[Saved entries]
____

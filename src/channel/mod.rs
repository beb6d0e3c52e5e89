//! Line channel adapter.
//!
//! The session engine never touches a serial device directly: it reads and
//! writes through the [`LineReader`] / [`LineWriter`] pair produced by a
//! [`ChannelFactory`]. The production factory opens a `tokio-serial` stream
//! and splits it; [`mock::MockChannelFactory`] hands out in-memory duplex
//! channels for tests and fixtures.

pub mod mock;

use std::io;
use std::time::Duration;

use async_trait::async_trait;
use tokio::io::{AsyncBufReadExt, AsyncRead, AsyncWrite, AsyncWriteExt, BufReader};
use tokio::time::timeout;
use tokio_serial::SerialPortBuilderExt;

/// Read half of a line channel.
///
/// Every read is bounded: `Ok(None)` means the window elapsed without a
/// complete line and is not an error. A closed channel surfaces as an
/// `UnexpectedEof` I/O error.
#[async_trait]
pub trait LineReader: Send {
    /// One bounded line read using the channel's configured timeout.
    async fn read_line(&mut self) -> io::Result<Option<String>>;

    /// One bounded line read with an explicit window.
    async fn read_line_within(&mut self, wait: Duration) -> io::Result<Option<String>>;
}

/// Write half of a line channel. Writes are flushed before returning.
#[async_trait]
pub trait LineWriter: Send {
    async fn write_all(&mut self, bytes: &[u8]) -> io::Result<()>;
}

/// Both halves of an opened channel, in read/write order.
pub type ChannelHalves = (Box<dyn LineReader>, Box<dyn LineWriter>);

/// Opens channels keyed by port identifier.
#[async_trait]
pub trait ChannelFactory: Send + Sync {
    async fn open(
        &self,
        port: &str,
        baud_rate: u32,
        read_timeout: Duration,
    ) -> io::Result<ChannelHalves>;
}

/// Newline-framed reader over any byte stream.
///
/// Bytes consumed from the stream are accumulated in `pending`, so a line
/// split across read windows is completed by a later call instead of lost.
/// Lines are decoded lossily and trimmed (`\r\n` endings and padding spaces
/// removed).
pub struct FramedLineReader<R> {
    inner: BufReader<R>,
    pending: Vec<u8>,
    read_timeout: Duration,
}

impl<R: AsyncRead + Unpin + Send> FramedLineReader<R> {
    pub fn new(stream: R, read_timeout: Duration) -> Self {
        Self {
            inner: BufReader::new(stream),
            pending: Vec::new(),
            read_timeout,
        }
    }

    fn take_line(&mut self) -> String {
        let raw = std::mem::take(&mut self.pending);
        String::from_utf8_lossy(&raw).trim().to_string()
    }
}

#[async_trait]
impl<R: AsyncRead + Unpin + Send> LineReader for FramedLineReader<R> {
    async fn read_line(&mut self) -> io::Result<Option<String>> {
        let wait = self.read_timeout;
        self.read_line_within(wait).await
    }

    async fn read_line_within(&mut self, wait: Duration) -> io::Result<Option<String>> {
        match timeout(wait, self.inner.read_until(b'\n', &mut self.pending)).await {
            // Window elapsed; whatever arrived stays in `pending`.
            Err(_) => Ok(None),
            Ok(Ok(0)) => {
                if self.pending.is_empty() {
                    Err(io::Error::new(
                        io::ErrorKind::UnexpectedEof,
                        "line channel closed",
                    ))
                } else {
                    // EOF with an unterminated final line.
                    Ok(Some(self.take_line()))
                }
            }
            Ok(Ok(_)) => Ok(Some(self.take_line())),
            Ok(Err(e)) => Err(e),
        }
    }
}

/// Flushing writer over any byte sink.
pub struct StreamWriter<W> {
    inner: W,
}

impl<W: AsyncWrite + Unpin + Send> StreamWriter<W> {
    pub fn new(sink: W) -> Self {
        Self { inner: sink }
    }
}

#[async_trait]
impl<W: AsyncWrite + Unpin + Send> LineWriter for StreamWriter<W> {
    async fn write_all(&mut self, bytes: &[u8]) -> io::Result<()> {
        AsyncWriteExt::write_all(&mut self.inner, bytes).await?;
        self.inner.flush().await
    }
}

/// Production factory: opens a serial device and splits it into halves.
pub struct SerialChannelFactory;

#[async_trait]
impl ChannelFactory for SerialChannelFactory {
    async fn open(
        &self,
        port: &str,
        baud_rate: u32,
        read_timeout: Duration,
    ) -> io::Result<ChannelHalves> {
        let stream = tokio_serial::new(port, baud_rate)
            .open_native_async()
            .map_err(|e| io::Error::new(io::ErrorKind::Other, e))?;
        let (read_half, write_half) = tokio::io::split(stream);
        Ok((
            Box::new(FramedLineReader::new(read_half, read_timeout)),
            Box::new(StreamWriter::new(write_half)),
        ))
    }
}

____

Work required. Tally up the lines of the data above where the string "LineWriter" appears, and give only the count.

Expected answer. 4